What we have, therefore, is not a factual proposition, but the imputation of a motive by the DA, presumably because it sees political advantage therein. Yet being loyal to the facts might have been a more useful contribution to the nation’s current engagements on the bill.
More importantly, this manufactured controversy about the fate of Afrikaans has the potential to divert us from the crucial question of what is the best way to actualise the founding vision of creating a new, more inclusive and united nation out of the ruins of apartheid.
The truth is that it would be disingenuous to argue that Afrikaans has not been used in some former Model C schools as an exclusion mechanism to keep out its nonhome-language speakers, most of whom happen to be black. All in the name of upholding white parents’ constitutional right to choose.
Instead of being distracted by the red herring thrown out by Zille and the DA, our focus as a country should be first to affirm and develop black languages, which have historically been discriminated against and are still marginalised today. It must be conceded that since the arrival of colonialism every black person knows that to get even half a chance in life they must have at least a working knowledge of Afrikaans or English, or both.

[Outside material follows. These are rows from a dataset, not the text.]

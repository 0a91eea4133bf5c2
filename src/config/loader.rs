// src/config/loader.rs

use std::path::{Path, PathBuf};
use std::time::Duration;

use tracing::{info, warn};

use crate::cli::CliArgs;
use crate::config::model::{DebounceSettings, RawConfigFile, Settings};
use crate::config::platform::{cli_binary_name, default_cli_path};
use crate::config::title::resolve_project_title;
use crate::config::validate::{validate_raw_config, validate_watch_target};
use crate::errors::{Result, TiddlytimeError};
use crate::fs::FileSystem;
use crate::watch::ignore::IgnorePolicy;

/// Read and deserialize a TOML overrides file.
///
/// This only performs TOML deserialization; semantic checks happen in
/// [`load_raw_config`].
pub fn load_from_path(fs: &dyn FileSystem, path: &Path) -> Result<RawConfigFile> {
    let contents = fs.read_to_string(path)?;
    let config: RawConfigFile = toml::from_str(&contents)?;
    Ok(config)
}

/// Load the optional overrides file and validate it.
///
/// `None` means "no file": built-in defaults. A path that was asked for
/// explicitly but does not exist is an error.
pub fn load_raw_config(fs: &dyn FileSystem, path: Option<&Path>) -> Result<RawConfigFile> {
    let Some(path) = path else {
        return Ok(RawConfigFile::default());
    };

    if !fs.is_file(path) {
        return Err(TiddlytimeError::ConfigError(format!(
            "config file not found: {:?}",
            path
        )));
    }

    let cfg = load_from_path(fs, path)?;
    validate_raw_config(&cfg)?;
    info!(config = ?path, "loaded config overrides");
    Ok(cfg)
}

/// Build the immutable [`Settings`] for this process.
///
/// Precedence, lowest to highest: built-in defaults, TOML file, CLI flags
/// (which include `TIDDLER_PATH` / `TIDDLYTIME_CONFIG` via `clap`'s `env`).
///
/// Fails only on the fatal startup conditions: unset/missing/unreadable
/// watch directory, a bad config file, or a blank category/project.
/// The project title never fails; it falls back to a default.
pub fn load_settings(args: &CliArgs, fs: &dyn FileSystem) -> Result<Settings> {
    let raw = load_raw_config(fs, args.config.as_deref())?;

    let wiki_dir = args
        .wiki_dir
        .as_deref()
        .filter(|p| !p.as_os_str().is_empty())
        .ok_or(TiddlytimeError::WatchTargetUnset)?;
    let target = validate_watch_target(fs, wiki_dir)?;

    let ignore = IgnorePolicy::with_patterns(&raw.watch.ignore)?;

    let cli_path = pick_cli_path(
        args.cli_path.clone().or(raw.heartbeat.cli_path.clone()),
        default_cli_path(),
    );
    if !fs.is_file(&cli_path) {
        warn!(
            cli = ?cli_path,
            "wakatime-cli not found; heartbeats will fail until it is installed"
        );
    }

    let project = match args.project.clone().or(raw.heartbeat.project.clone()) {
        Some(p) => {
            info!(project = %p, "using configured project name");
            p
        }
        None => resolve_project_title(fs, &target.path, &raw.watch.title_file),
    };

    let category = args
        .category
        .clone()
        .unwrap_or_else(|| raw.heartbeat.category.clone());

    require_label("category", &category)?;
    require_label("project", &project)?;

    let debounce = DebounceSettings {
        stability_threshold: Duration::from_millis(raw.watch.stability_threshold_ms),
        poll_interval: Duration::from_millis(raw.watch.poll_interval_ms),
    };

    Ok(Settings {
        wiki_dir: target.path,
        entry_count: target.entry_count,
        cli_path,
        project,
        category,
        alternate_language: raw.heartbeat.alternate_language,
        ignore,
        debounce,
    })
}

/// Explicit path if given, else the per-user install, else the bare binary
/// name so the spawn goes through `PATH`.
fn pick_cli_path(explicit: Option<PathBuf>, home_install: Option<PathBuf>) -> PathBuf {
    if let Some(path) = explicit {
        return path;
    }
    home_install.unwrap_or_else(|| {
        let name = cli_binary_name(std::env::consts::OS, std::env::consts::ARCH);
        warn!(
            binary = %name,
            "no home directory to locate wakatime-cli; falling back to PATH lookup"
        );
        PathBuf::from(name)
    })
}

/// Heartbeat labels end up as argv values; `wakatime-cli` rejects blanks.
fn require_label(name: &str, value: &str) -> Result<()> {
    if value.trim().is_empty() {
        return Err(TiddlytimeError::ConfigError(format!("{name} must not be empty")));
    }
    Ok(())
}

There has, therefore, been no incentive for white South Africans to learn black languages. What we had, and continue to have, is a one-way street in relations between black and white, where only blacks are obliged to learn a language that is not their mother tongue.
And if we accept that a language is a bearer of the culture of its speakers, we have to agree that the failure to learn black languages by white South Africans has ensured that, even under democracy, we continue to misunderstand each other as compatriots on either side of the racial dividing line.
It goes without saying that the inverse situation would go a long way to enhancing mutual understanding and tolerance across the racial divide.
The adoption of a language in our public institutions is not a neutral act without consequences. It can either divide us or unite us. It is a consideration that those who are marching, purportedly to save Afrikaans, must take on board. Are they fighting to restore Afrikaans to its prior status of dominance, or are they fighting to save a language facing imminent death?
The choices we make today have implications not only for the adults making them, but more so for future generations of South Africans of all races. The question being whether they will inherit a still-divided country where racial misunderstanding and mutual suspicion reign, or one that is more united and better than its predecessor, with inhabitants who share a genuinely common citizenship and solidarity.
To live up to our nation-building vision, would it not be a good start to make it compulsory for every child going through the schooling system to learn not only the dominant Afrikaans and English but a black language too? Instead of kicking one language, Afrikaans, around like a political football?
Already, I can hear naysayers, the eternal pessimists, raising a thousand obstacles to such an undertaking.
And finding easy scapegoats against a history in which the ruling party has not exactly covered itself in glory. They might ask: where will the teachers come from?
How long will it take to train them? And the learning materials? Not insurmountable challenges if there’s the national will, I’d say.